Le Corps législatif proposa alors que tous les employés de la République, quels qu'ils fussent, laissassent aux indigents la moitié de leur solde. Cirillo, qui avait abandonné tout ce qu'il possédait d'argent comptant, renonça à la moitié de son traitement comme membre du Corps législatif; tous ses collègues suivirent son exemple. On donna à chaque quartier de Naples des chirurgiens et des médecins qui devaient assister gratuitement tous ceux qui réclameraient leur secours.

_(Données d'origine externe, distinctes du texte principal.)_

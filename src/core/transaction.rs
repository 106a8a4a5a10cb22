// Transactions move value by consuming earlier outputs and creating new ones.
// The id is fixed before any signature is attached, and every input signs
// the same construction: the referenced output's key hash followed by the
// spending transaction's id.

use crate::error::{BlockchainError, Result};
use crate::utils::{
    deserialize, ecdsa_p256_sha256_sign_digest, ecdsa_p256_sha256_sign_verify, serialize,
    sha256_digest,
};
use crate::wallet::{hash_pub_key, key_hash_from_address};
use data_encoding::HEXLOWER;
use log::warn;
use serde::{Deserialize, Serialize};

/// Reward paid by every coinbase transaction
pub const SUBSIDY: u64 = 100;

/// Output index carried by the single coinbase input
pub const COINBASE_VOUT: i32 = -1;

/// Looks up a transaction already on the ledger by id.
///
/// Signing and verification only ever read earlier transactions through this
/// trait, so they work against a [`crate::core::Blockchain`] or any closure.
pub trait TransactionResolver {
    fn resolve_transaction(&self, txid: &[u8]) -> Option<Transaction>;
}

impl<F> TransactionResolver for F
where
    F: Fn(&[u8]) -> Option<Transaction>,
{
    fn resolve_transaction(&self, txid: &[u8]) -> Option<Transaction> {
        self(txid)
    }
}

// A reference to output #vout of transaction txid, plus the proof of ownership
#[derive(
    Debug, Clone, Default, PartialEq, Eq, Serialize, Deserialize, bincode::Encode, bincode::Decode,
)]
pub struct TXInput {
    txid: Vec<u8>,
    vout: i32,
    signature: Vec<u8>, // raw r ‖ s, empty until signed
    pub_key: Vec<u8>,   // raw X ‖ Y, or the miner note on a coinbase
}

impl TXInput {
    /// An unsigned input spending `txid:vout` with `pub_key`.
    pub fn new(txid: &[u8], vout: i32, pub_key: &[u8]) -> TXInput {
        TXInput {
            txid: txid.to_vec(),
            vout,
            signature: vec![],
            pub_key: pub_key.to_vec(),
        }
    }

    pub fn get_txid(&self) -> &[u8] {
        self.txid.as_slice()
    }

    pub fn get_vout(&self) -> i32 {
        self.vout
    }

    pub fn get_signature(&self) -> &[u8] {
        self.signature.as_slice()
    }

    pub fn get_pub_key(&self) -> &[u8] {
        self.pub_key.as_slice()
    }

    /// Whether this input's public key hashes to `pub_key_hash`.
    pub fn uses_key(&self, pub_key_hash: &[u8]) -> bool {
        hash_pub_key(self.pub_key.as_slice()).eq(pub_key_hash)
    }
}

#[derive(Debug, Clone, PartialEq, Eq, Serialize, Deserialize, bincode::Encode, bincode::Decode)]
pub struct TXOutput {
    value: u64,
    pub_key_hash: Vec<u8>,
}

impl TXOutput {
    /// An output paying `value` to the key hash behind `address`.
    pub fn new(value: u64, address: &str) -> Result<TXOutput> {
        Ok(TXOutput {
            value,
            pub_key_hash: key_hash_from_address(address)?,
        })
    }

    pub fn with_key_hash(value: u64, pub_key_hash: &[u8]) -> TXOutput {
        TXOutput {
            value,
            pub_key_hash: pub_key_hash.to_vec(),
        }
    }

    pub fn get_value(&self) -> u64 {
        self.value
    }

    pub fn get_pub_key_hash(&self) -> &[u8] {
        self.pub_key_hash.as_slice()
    }

    pub fn is_locked_with_key(&self, pub_key_hash: &[u8]) -> bool {
        self.pub_key_hash.eq(pub_key_hash)
    }
}

#[derive(
    Debug, Clone, Default, PartialEq, Eq, Serialize, Deserialize, bincode::Encode, bincode::Decode,
)]
pub struct Transaction {
    id: Vec<u8>,
    vin: Vec<TXInput>,
    vout: Vec<TXOutput>,
}

impl Transaction {
    /// Builds a transaction and fixes its id. Inputs are expected unsigned.
    pub fn new(vin: Vec<TXInput>, vout: Vec<TXOutput>) -> Result<Transaction> {
        let mut tx = Transaction {
            id: vec![],
            vin,
            vout,
        };
        tx.id = tx.hash()?;
        Ok(tx)
    }

    /// The block reward: no real input, one [`SUBSIDY`] output to `to`.
    ///
    /// An empty `note` becomes `Reward to '<to>'`; the note rides in the
    /// input's public-key slot.
    pub fn new_coinbase_tx(to: &str, note: &str) -> Result<Transaction> {
        let note = if note.is_empty() {
            format!("Reward to '{to}'")
        } else {
            note.to_string()
        };
        let txout = TXOutput::new(SUBSIDY, to)?;
        let txin = TXInput::new(&[], COINBASE_VOUT, note.as_bytes());
        Self::new(vec![txin], vec![txout])
    }

    pub fn is_coinbase(&self) -> bool {
        self.vin.len() == 1 && self.vin[0].txid.is_empty() && self.vin[0].vout == COINBASE_VOUT
    }

    /// SHA-256 of the transaction serialized with `id` cleared. Signatures are
    /// hashed in whatever state they hold, which in normal flow is empty.
    pub fn hash(&self) -> Result<Vec<u8>> {
        let tx_copy = Transaction {
            id: vec![],
            vin: self.vin.clone(),
            vout: self.vout.clone(),
        };
        Ok(sha256_digest(&tx_copy.serialize()?))
    }

    // The id recomputed as it was before signing
    fn unsigned_hash(&self) -> Result<Vec<u8>> {
        let mut tx_copy = self.clone();
        for input in &mut tx_copy.vin {
            input.signature.clear();
        }
        tx_copy.hash()
    }

    fn signing_message(prev_output: &TXOutput, txid: &[u8]) -> Vec<u8> {
        let mut message = prev_output.pub_key_hash.clone();
        message.extend_from_slice(txid);
        message
    }

    /// Output `vout`, or `None` for a negative or out-of-range index.
    pub fn output_at(&self, vout: i32) -> Option<&TXOutput> {
        usize::try_from(vout).ok().and_then(|idx| self.vout.get(idx))
    }

    fn referenced_output<R>(input: &TXInput, resolver: &R) -> Result<TXOutput>
    where
        R: TransactionResolver + ?Sized,
    {
        let prev_tx = resolver.resolve_transaction(input.get_txid()).ok_or_else(|| {
            BlockchainError::UnknownPriorTransaction(HEXLOWER.encode(input.get_txid()))
        })?;
        prev_tx.output_at(input.vout).cloned().ok_or_else(|| {
            BlockchainError::Transaction(format!(
                "Output index {} out of range for {}",
                input.vout,
                HEXLOWER.encode(input.get_txid())
            ))
        })
    }

    /// Signs every input with `pkcs8`. Coinbase transactions are left as is.
    pub fn sign<R>(&mut self, pkcs8: &[u8], resolver: &R) -> Result<()>
    where
        R: TransactionResolver + ?Sized,
    {
        if self.is_coinbase() {
            return Ok(());
        }

        for idx in 0..self.vin.len() {
            let prev_output = Self::referenced_output(&self.vin[idx], resolver)?;
            let message = Self::signing_message(&prev_output, &self.id);
            self.vin[idx].signature = ecdsa_p256_sha256_sign_digest(pkcs8, &message)?;
        }
        Ok(())
    }

    /// Checks every input signature against the outputs it spends.
    ///
    /// Coinbase transactions verify trivially. Anything unresolvable or
    /// malformed is a `false`, never an error.
    pub fn verify<R>(&self, resolver: &R) -> bool
    where
        R: TransactionResolver + ?Sized,
    {
        if self.is_coinbase() {
            return true;
        }

        let txid_hex = HEXLOWER.encode(&self.id);
        if self.vin.is_empty() {
            warn!("Transaction {txid_hex} has no inputs");
            return false;
        }

        match self.unsigned_hash() {
            Ok(id) if id == self.id => {}
            _ => {
                warn!("Transaction {txid_hex} does not match its id");
                return false;
            }
        }

        for vin in &self.vin {
            let prev_output = match Self::referenced_output(vin, resolver) {
                Ok(output) => output,
                Err(e) => {
                    warn!("Cannot verify transaction {txid_hex}: {e}");
                    return false;
                }
            };

            if !vin.uses_key(prev_output.get_pub_key_hash()) {
                warn!("Transaction {txid_hex} spends an output locked to another key");
                return false;
            }

            let message = Self::signing_message(&prev_output, &self.id);
            if !ecdsa_p256_sha256_sign_verify(&vin.pub_key, &vin.signature, &message) {
                warn!("Signature check failed for transaction {txid_hex}");
                return false;
            }
        }
        true
    }

    pub fn get_id(&self) -> &[u8] {
        self.id.as_slice()
    }

    pub fn get_vin(&self) -> &[TXInput] {
        self.vin.as_slice()
    }

    pub fn get_vout(&self) -> &[TXOutput] {
        self.vout.as_slice()
    }

    pub fn serialize(&self) -> Result<Vec<u8>> {
        serialize(self)
    }

    pub fn deserialize(bytes: &[u8]) -> Result<Transaction> {
        deserialize(bytes)
    }
}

La garde nationale eut la responsabilité de la tranquillité publique.

Avant son départ, Macdonald avait distribué des armes et des drapeaux. Il avait nommé pour général en chef ce même Bassetti que nous avons vu revenir battu et blessé par Mammone et Fra-Diavolo; pour second, Gennaro Ferra, frère du duc de Cassano; pour adjudant général, Francesco Grimaldi.

Le commandant de la place fut le général Frederici; le gouvernement du Château-Neuf resta au chevalier Massa, mais celui du château de l'Œuf fut donné au colonel L'Aurora.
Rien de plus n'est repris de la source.